Сердце трубадура (СИ) - Дубинин Антон. Страница 7
Серемонда под оглушительный звон собственного сердца легко скользнула под одеяло — руки поверх, закрыла глаза. Легкая дурнота, жар, нужно кровопускание. Говорить было не нужно, невозможно, нереально. Страх, боль, тоска. Счастье. Холод — самый конец февраля выдался ветреный, промозглый. Спасите меня, помогите. Я тону.

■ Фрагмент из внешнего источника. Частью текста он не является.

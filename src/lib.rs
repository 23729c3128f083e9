//! # greetr library
//!
//! Internal library for the greetr binary. It exists so the classification,
//! solar resolution, and rendering seams can be tested in isolation from
//! process bootstrap in main.rs.
//!
//! ## Architecture
//!
//! - **Solar resolution**: `solar` module acquires the current position,
//!   fetches sunrise/sunset from the external time-service, and degrades to
//!   fallback constants on any failure
//! - **Monitoring**: `monitor` module classifies the current moment into
//!   Morning/Afternoon/Night and applies the greeting/theme side effects on
//!   transitions, once per minute
//! - **Rendering**: `surface` module with the terminal-backed surface behind
//!   the `GreetingSurface` trait
//! - **Infrastructure**: signal handling, logging, time source abstraction,
//!   shared constants, and argument parsing

// Import macros from logger module for use in all submodules
#[macro_use]
pub mod logger;

pub mod args;
pub mod constants;
pub mod monitor;
pub mod signals;
pub mod solar;
pub mod surface;
pub mod time_source;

Некое неуловимо тихое движение рядом — это присел на край кровати Гийом. Его неподвижная — но горячая, очень горячая — ладонь, на которую он опирался, легла рядом с рукою его госпожи. Не открывая глаз (я и без того знаю, какое у тебя лицо) она сказала что-то — только губами, почти без звука, но он расслышал.
— Гийом… Вы — мой рыцарь?
— Да, госпожа. Видит Бог, это так.
— Вы служите мне?
— Это так, и будет так всю мою жизнь.
— Тогда… сделайте же это.
И он сделал. Он наклонился и поцеловал ее в раскрывшиеся ему навстречу бедные, горестные, чуть солоноватые губы… Такая беда — он полюбил ее, еще не так, как поют в песнях, но уже на всю жизнь — потому что она была несчастна, и ранима, и она нуждалась в нем, и она искала тепла, и она была его сестра, потерявшаяся в снегах февраля, зарытая зимою в холодную землю детского кладбища, и он знал, что нужно делать, чтобы остаться собой… Им обоим — остаться собой.
Такая беда. Он знал это, и знал уже все про себя и про нее; знал не умом, которого у него не было, но сердцем.
А сердце выросло вдвое и стало — шар боли и огня. Оно колотилось о стены груди, и боялось, и плакало. От любви, говорят, плачут — на свете нет ничего печальнее радости?..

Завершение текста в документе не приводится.